Our English uses of the former word derive pretty directly from a phrase we could translate as “people power” transliterated from δῆμος (dêmos) and κράτος (krátos). The latter word, by our uses, comes from ψυχή (psūkhē) and λόγος (lógos) for “soul, or personality” and “study, or statement as in logic.” Incidentally, neither democracy nor psychology, as Greek phrases, is in the Bible. Nonetheless, coincidentally, our proper noun *Bible* is from the Hebraic-Hellene or Jewish-Greek phrase to refer to the Scriptures, as in the Greek translation of [or insert into] this excerpt of Hebrew Torah, which we now call Genesis 2:4
αὕτη ἡ *βίβλος* γενέσεως οὐρανοῦ καὶ γῆς ὅτε ἐγένετο ᾗ ἡμέρᾳ ἐποίησεν ὁ θεὸς τὸν οὐρανὸν καὶ τὴν γῆν
Here are the connections made. First, by Rabbi Marvin Hier in his op ed piece for the Washington Post:
Rashi, in his monumental commentary on the Torah points out that G-d made the patriarch Abraham two promises, that he would have children, even though he was 100 years old, and that the land of Israel would be his. On having children, Abraham was willing to take G-d’s word for it. But when it came to the Promised Land, he insisted on a pre-condition: that G-d show him a sign of ownership. G-d concurred (Genesis 15, v. 8). For 3,500 years, land ownership in the Middle East has always required pre-conditions…. In this region, there will be a Jewish democratic state, Israel, that is here to stay and to them belongs a ‘piece of the rock.’

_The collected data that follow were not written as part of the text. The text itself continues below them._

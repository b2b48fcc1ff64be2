//! Lossless trimming: stream-copy one or more time ranges out of a file.

use std::path::{Path, PathBuf};
use std::time::Duration;

use reelforge_common::TimeRange;

use super::concat::concat;
use crate::{Error, Result, ToolCommand, Workspace};

/// Arguments to stream-copy `range` of `input` into `output`.
pub fn cut_args(input: &Path, range: TimeRange, output: &Path) -> Vec<String> {
    vec![
        "-y".into(),
        "-hide_banner".into(),
        "-ss".into(),
        format!("{:.3}", range.start),
        "-i".into(),
        input.to_string_lossy().into_owned(),
        "-t".into(),
        format!("{:.3}", range.duration()),
        "-map".into(),
        "0".into(),
        "-c".into(),
        "copy".into(),
        "-avoid_negative_ts".into(),
        "make_zero".into(),
        output.to_string_lossy().into_owned(),
    ]
}

/// Keep only `ranges` of `input`, writing the result to `output`.
///
/// One range is a single cut. Several ranges are cut into parts inside
/// `scratch` and joined in the order given.
pub async fn cut(
    ffmpeg: &Path,
    input: &Path,
    ranges: &[TimeRange],
    output: &Path,
    scratch: &Workspace,
    timeout: Duration,
) -> Result<()> {
    if ranges.is_empty() {
        return Err(Error::InvalidInput("no time ranges to keep".into()));
    }
    if !input.exists() {
        return Err(Error::file_not_found(input));
    }

    if let [range] = ranges {
        return run_cut(ffmpeg, input, *range, output, timeout).await;
    }

    let extension = input
        .extension()
        .and_then(|e| e.to_str())
        .unwrap_or("mp4");
    let mut parts: Vec<PathBuf> = Vec::with_capacity(ranges.len());
    for (i, range) in ranges.iter().enumerate() {
        let part = scratch.temp_file(&format!("part{i:03}.{extension}"));
        run_cut(ffmpeg, input, *range, &part, timeout).await?;
        parts.push(part);
    }
    concat(ffmpeg, &parts, &scratch.temp_file("parts.txt"), output, timeout).await
}

async fn run_cut(
    ffmpeg: &Path,
    input: &Path,
    range: TimeRange,
    output: &Path,
    timeout: Duration,
) -> Result<()> {
    ToolCommand::new(ffmpeg)
        .args(cut_args(input, range, output))
        .timeout(timeout)
        .execute()
        .await?;
    if !output.exists() {
        return Err(Error::tool_failed("ffmpeg", "cut produced no output"));
    }
    Ok(())
}

#[cfg(test)]
mod tests {
    use super::*;

    #[test]
    fn args_seek_and_copy() {
        let args = cut_args(
            Path::new("/media/a.mp4"),
            TimeRange::new(12.5, 40.0).unwrap(),
            Path::new("/tmp/out.mp4"),
        );
        assert!(args.windows(2).any(|w| w[0] == "-ss" && w[1] == "12.500"));
        assert!(args.windows(2).any(|w| w[0] == "-t" && w[1] == "27.500"));
        assert!(args.windows(2).any(|w| w[0] == "-c" && w[1] == "copy"));
        assert_eq!(args.last().unwrap(), "/tmp/out.mp4");
    }

    #[tokio::test]
    async fn empty_ranges_rejected() {
        let root = tempfile::tempdir().unwrap();
        let ws = Workspace::new_in(root.path(), "cut-").unwrap();
        let err = cut(
            Path::new("ffmpeg"),
            Path::new("/media/a.mp4"),
            &[],
            &root.path().join("o.mp4"),
            &ws,
            Duration::from_secs(1),
        )
        .await
        .unwrap_err();
        assert!(matches!(err, Error::InvalidInput(_)));
    }

    #[tokio::test]
    async fn multi_range_cuts_parts_then_joins() {
        // A stand-in "ffmpeg" that writes its last argument, so the
        // cut-then-concat flow can be observed without real media.
        let root = tempfile::tempdir().unwrap();
        let fake = root.path().join("fake-ffmpeg");
        std::fs::write(&fake, "#!/bin/sh\nfor last; do :; done\necho cut > \"$last\"\n").unwrap();
        #[cfg(unix)]
        {
            use std::os::unix::fs::PermissionsExt;
            std::fs::set_permissions(&fake, std::fs::Permissions::from_mode(0o755)).unwrap();
        }
        let input = root.path().join("src.mp4");
        std::fs::write(&input, b"src").unwrap();
        let out = root.path().join("out.mp4");
        let ws = Workspace::new_in(root.path(), "cut-").unwrap();

        cut(
            &fake,
            &input,
            &[TimeRange::new(0.0, 5.0).unwrap(), TimeRange::new(10.0, 15.0).unwrap()],
            &out,
            &ws,
            Duration::from_secs(10),
        )
        .await
        .unwrap();

        assert!(out.exists());
        assert!(ws.temp_file("part000.mp4").exists());
        assert!(ws.temp_file("part001.mp4").exists());
    }
}
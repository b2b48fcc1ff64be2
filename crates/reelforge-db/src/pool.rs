//! Connection pool management for SQLite via r2d2.

use r2d2::Pool;
use r2d2_sqlite::SqliteConnectionManager;
use reelforge_common::{Error, Result};
use std::path::Path;

use crate::migrations;

/// Type alias for the database connection pool.
pub type DbPool = Pool<SqliteConnectionManager>;

/// Type alias for a pooled database connection.
pub type PooledConnection = r2d2::PooledConnection<SqliteConnectionManager>;

/// Initialize a database pool backed by a file on disk.
///
/// Creates the SQLite file if it does not exist, enables foreign keys,
/// WAL journal mode and a busy timeout on every new connection, and runs
/// pending migrations.
pub fn init_pool(db_path: &Path) -> Result<DbPool> {
    if let Some(parent) = db_path.parent() {
        if !parent.as_os_str().is_empty() {
            std::fs::create_dir_all(parent)?;
        }
    }

    let manager = SqliteConnectionManager::file(db_path).with_init(|conn| {
        conn.execute_batch(
            "PRAGMA foreign_keys = ON;
             PRAGMA journal_mode = WAL;
             PRAGMA busy_timeout = 5000;",
        )
    });

    let pool = Pool::builder()
        .max_size(8)
        .build(manager)
        .map_err(|e| Error::database(format!("Failed to create connection pool: {e}")))?;

    let conn = get_conn(&pool)?;
    migrations::run_migrations(&conn)?;

    Ok(pool)
}

/// Initialize an in-memory database pool (useful for tests).
///
/// Each call creates a uniquely-named shared-cache in-memory database so
/// that parallel tests do not interfere with each other, while all
/// connections within a single pool still share state.
pub fn init_memory_pool() -> Result<DbPool> {
    use std::sync::atomic::{AtomicU64, Ordering};
    static COUNTER: AtomicU64 = AtomicU64::new(0);
    let n = COUNTER.fetch_add(1, Ordering::Relaxed);
    let uri = format!("file:reelforge_memdb_{n}?mode=memory&cache=shared");

    let manager = SqliteConnectionManager::file(uri).with_init(|conn| {
        conn.execute_batch(
            "PRAGMA foreign_keys = ON;
             PRAGMA busy_timeout = 5000;",
        )
    });

    let pool = Pool::builder()
        .max_size(4)
        .build(manager)
        .map_err(|e| Error::database(format!("Failed to create in-memory pool: {e}")))?;

    let conn = get_conn(&pool)?;
    migrations::run_migrations(&conn)?;

    Ok(pool)
}

/// Convenience helper to get a connection from the pool.
pub fn get_conn(pool: &DbPool) -> Result<PooledConnection> {
    pool.get()
        .map_err(|e| Error::database(format!("Failed to get connection from pool: {e}")))
}
//! Lossless segmenting of a source into fixed-duration chunks.

use std::path::{Path, PathBuf};
use std::time::Duration;

use crate::{Error, Result, ToolCommand};

/// Arguments for a stream-copy segmenting run.
pub fn segment_args(input: &Path, out_dir: &Path, segment_secs: u64, extension: &str) -> Vec<String> {
    let pattern = out_dir.join(format!("%05d.{extension}"));
    vec![
        "-y".into(),
        "-hide_banner".into(),
        "-i".into(),
        input.to_string_lossy().into_owned(),
        "-c".into(),
        "copy".into(),
        "-map".into(),
        "0:v:0".into(),
        "-map".into(),
        "0:a:0?".into(),
        "-f".into(),
        "segment".into(),
        "-segment_time".into(),
        segment_secs.to_string(),
        "-reset_timestamps".into(),
        "1".into(),
        pattern.to_string_lossy().into_owned(),
    ]
}

/// Split `input` into `segment_secs`-long pieces inside `out_dir`.
///
/// Returns the segment paths in playback order. Cuts land on keyframes, so
/// actual durations vary around the requested length.
pub async fn segment(
    ffmpeg: &Path,
    input: &Path,
    out_dir: &Path,
    segment_secs: u64,
    timeout: Duration,
) -> Result<Vec<PathBuf>> {
    if segment_secs == 0 {
        return Err(Error::InvalidInput("segment duration must be positive".into()));
    }
    let extension = input
        .extension()
        .and_then(|e| e.to_str())
        .unwrap_or("mp4")
        .to_string();
    std::fs::create_dir_all(out_dir)?;

    ToolCommand::new(ffmpeg)
        .args(segment_args(input, out_dir, segment_secs, &extension))
        .timeout(timeout)
        .execute()
        .await?;

    let segments = list_segments(out_dir, &extension)?;
    if segments.is_empty() {
        return Err(Error::tool_failed("ffmpeg", "segmenting produced no output"));
    }
    tracing::debug!(count = segments.len(), dir = %out_dir.display(), "source segmented");
    Ok(segments)
}

/// Segment files in `dir`, ordered by their zero-padded index.
pub fn list_segments(dir: &Path, extension: &str) -> Result<Vec<PathBuf>> {
    let mut segments: Vec<PathBuf> = std::fs::read_dir(dir)?
        .filter_map(|e| e.ok().map(|e| e.path()))
        .filter(|p| p.is_file() && p.extension().and_then(|e| e.to_str()) == Some(extension))
        .collect();
    segments.sort();
    Ok(segments)
}

#[cfg(test)]
mod tests {
    use super::*;

    #[test]
    fn args_use_stream_copy_and_pattern() {
        let args = segment_args(Path::new("/src/a.mp4"), Path::new("/tmp/g"), 240, "mp4");
        assert!(args.windows(2).any(|w| w[0] == "-c" && w[1] == "copy"));
        assert!(args.windows(2).any(|w| w[0] == "-segment_time" && w[1] == "240"));
        assert_eq!(args.last().unwrap(), "/tmp/g/%05d.mp4");
    }

    #[test]
    fn segments_listed_in_index_order() {
        let dir = tempfile::tempdir().unwrap();
        for name in ["00002.mp4", "00000.mp4", "00010.mp4", "00001.mp4", "notes.txt"] {
            std::fs::write(dir.path().join(name), b"x").unwrap();
        }
        let names: Vec<String> = list_segments(dir.path(), "mp4")
            .unwrap()
            .iter()
            .map(|p| p.file_name().unwrap().to_string_lossy().into_owned())
            .collect();
        assert_eq!(names, ["00000.mp4", "00001.mp4", "00002.mp4", "00010.mp4"]);
    }

    #[tokio::test]
    async fn zero_duration_rejected() {
        let dir = tempfile::tempdir().unwrap();
        let err = segment(
            Path::new("ffmpeg"),
            Path::new("/src/a.mp4"),
            dir.path(),
            0,
            Duration::from_secs(1),
        )
        .await
        .unwrap_err();
        assert!(matches!(err, Error::InvalidInput(_)));
    }
}
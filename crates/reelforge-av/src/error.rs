//! Error types for reelforge-av.

use std::path::PathBuf;
use std::time::Duration;

/// Result type alias using our Error type.
pub type Result<T> = std::result::Result<T, Error>;

/// Errors from external tool invocations.
#[derive(Debug, thiserror::Error)]
pub enum Error {
    /// A required external tool is not available.
    #[error("tool not found: {tool}")]
    ToolNotFound { tool: String },

    /// An external tool ran and failed.
    #[error("tool execution failed: {tool}: {message}")]
    ToolFailed { tool: String, message: String },

    /// An external tool exceeded its time limit and was killed.
    #[error("{tool} timed out after {after:?}")]
    Timeout { tool: String, after: Duration },

    /// Failed to parse tool output.
    #[error("failed to parse {tool} output: {message}")]
    ParseError { tool: String, message: String },

    /// A required input file does not exist.
    #[error("file not found: {}", path.display())]
    FileNotFound { path: PathBuf },

    /// An I/O error occurred.
    #[error("I/O error: {0}")]
    Io(#[from] std::io::Error),

    /// JSON parsing error.
    #[error("JSON error: {0}")]
    Json(#[from] serde_json::Error),

    /// Invalid input provided.
    #[error("invalid input: {0}")]
    InvalidInput(String),
}

impl Error {
    pub fn tool_not_found(tool: impl Into<String>) -> Self {
        Self::ToolNotFound { tool: tool.into() }
    }

    pub fn tool_failed(tool: impl Into<String>, message: impl Into<String>) -> Self {
        Self::ToolFailed {
            tool: tool.into(),
            message: message.into(),
        }
    }

    pub fn parse_error(tool: impl Into<String>, message: impl Into<String>) -> Self {
        Self::ParseError {
            tool: tool.into(),
            message: message.into(),
        }
    }

    pub fn file_not_found(path: impl Into<PathBuf>) -> Self {
        Self::FileNotFound { path: path.into() }
    }

    /// True when the failure came from a full disk, either as an OS error
    /// or as the tool's own diagnostic text.
    pub fn is_no_space(&self) -> bool {
        match self {
            Self::Io(e) => is_no_space_io(e),
            Self::ToolFailed { message, .. } => mentions_no_space(message),
            _ => false,
        }
    }
}

/// True for `ENOSPC`.
pub fn is_no_space_io(e: &std::io::Error) -> bool {
    e.raw_os_error() == Some(libc::ENOSPC)
}

/// True when diagnostic text reports a full disk.
pub fn mentions_no_space(text: &str) -> bool {
    text.to_ascii_lowercase().contains("no space left on device")
}

impl From<Error> for reelforge_common::Error {
    fn from(e: Error) -> Self {
        match e {
            Error::Io(io) => reelforge_common::Error::Io(io),
            Error::ToolNotFound { tool } => {
                reelforge_common::Error::tool(tool.clone(), format!("{tool} not found"))
            }
            Error::ToolFailed { tool, message } => reelforge_common::Error::tool(tool, message),
            Error::Timeout { tool, after } => {
                reelforge_common::Error::tool(tool, format!("timed out after {after:?}"))
            }
            other => reelforge_common::Error::internal(other.to_string()),
        }
    }
}

#[cfg(test)]
mod tests {
    use super::*;

    #[test]
    fn no_space_detection() {
        let io = std::io::Error::from_raw_os_error(libc::ENOSPC);
        assert!(Error::Io(io).is_no_space());
        assert!(Error::tool_failed("ffmpeg", "av_interleaved_write_frame(): No space left on device")
            .is_no_space());
        assert!(!Error::tool_failed("ffmpeg", "Invalid data found").is_no_space());
    }

    #[test]
    fn converts_to_common_error() {
        let err: reelforge_common::Error = Error::tool_failed("mp4hls", "exit 2").into();
        assert!(matches!(err, reelforge_common::Error::Tool { .. }));
    }
}
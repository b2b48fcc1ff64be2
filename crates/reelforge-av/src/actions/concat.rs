//! Stream-copy concatenation through ffmpeg's concat demuxer.

use std::path::{Path, PathBuf};
use std::time::Duration;

use crate::{Error, Result, ToolCommand};

/// Render a concat-demuxer list file. Single quotes in paths are escaped.
pub fn concat_list(inputs: &[PathBuf]) -> String {
    inputs
        .iter()
        .map(|p| format!("file '{}'\n", p.to_string_lossy().replace('\'', r"'\''")))
        .collect()
}

/// Concatenate `inputs`, in the given order, into `output` without
/// re-encoding. Every input must share codec parameters.
pub async fn concat(
    ffmpeg: &Path,
    inputs: &[PathBuf],
    list_path: &Path,
    output: &Path,
    timeout: Duration,
) -> Result<()> {
    if inputs.is_empty() {
        return Err(Error::InvalidInput("nothing to concatenate".into()));
    }
    if let Some(missing) = inputs.iter().find(|p| !p.exists()) {
        return Err(Error::file_not_found(missing));
    }
    std::fs::write(list_path, concat_list(inputs))?;

    let mut cmd = ToolCommand::new(ffmpeg);
    cmd.args(["-y", "-hide_banner", "-f", "concat", "-safe", "0", "-i"])
        .path_arg(list_path)
        .args(["-map", "0", "-c", "copy"]);
    if output.extension().and_then(|e| e.to_str()) == Some("mp4") {
        cmd.args(["-movflags", "+faststart"]);
    }
    cmd.path_arg(output).timeout(timeout);

    let result = cmd.execute().await;
    let _ = std::fs::remove_file(list_path);
    result.map(|_| ())
}

#[cfg(test)]
mod tests {
    use super::*;

    #[test]
    fn list_preserves_order_and_escapes() {
        let list = concat_list(&[
            PathBuf::from("/tmp/b/00001.mp4"),
            PathBuf::from("/tmp/a/00000.mp4"),
            PathBuf::from("/tmp/it's.mp4"),
        ]);
        assert_eq!(
            list,
            "file '/tmp/b/00001.mp4'\nfile '/tmp/a/00000.mp4'\nfile '/tmp/it'\\''s.mp4'\n"
        );
    }

    #[tokio::test]
    async fn missing_input_rejected() {
        let dir = tempfile::tempdir().unwrap();
        let err = concat(
            Path::new("ffmpeg"),
            &[dir.path().join("gone.mp4")],
            &dir.path().join("list.txt"),
            &dir.path().join("out.mp4"),
            Duration::from_secs(1),
        )
        .await
        .unwrap_err();
        assert!(matches!(err, Error::FileNotFound { .. }));
    }
}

Second, are the connections made by op-ed writer intern Paige Chapman for the Chronicle of Higher Education:
Elizabeth Earle-Warfel (right), says psych majors at Trinity College of Florida will need 30 hours of psychology courses, including research methods, as well as 54 Bible and theology credits….
Ms. Earle-Warfel says she treats all patients with empathy, as she says the Bible guides her to. “The only difference is, in a secular counseling situation, you’re not as open to using the Bible or Scripture to illuminate unless the counselee starts the discussion,” she says.
So what? It’s words, we might say; just words. Exactly. We want them straight and hard and fast; we mix and borrow and mean things by them, we together. We make nations with people power by them. We probe our personalities by them. We find them nowhere in the Bible or make this book find them in our realities. It’s talked-about reality. And my Dad used to tell me, Mind your language.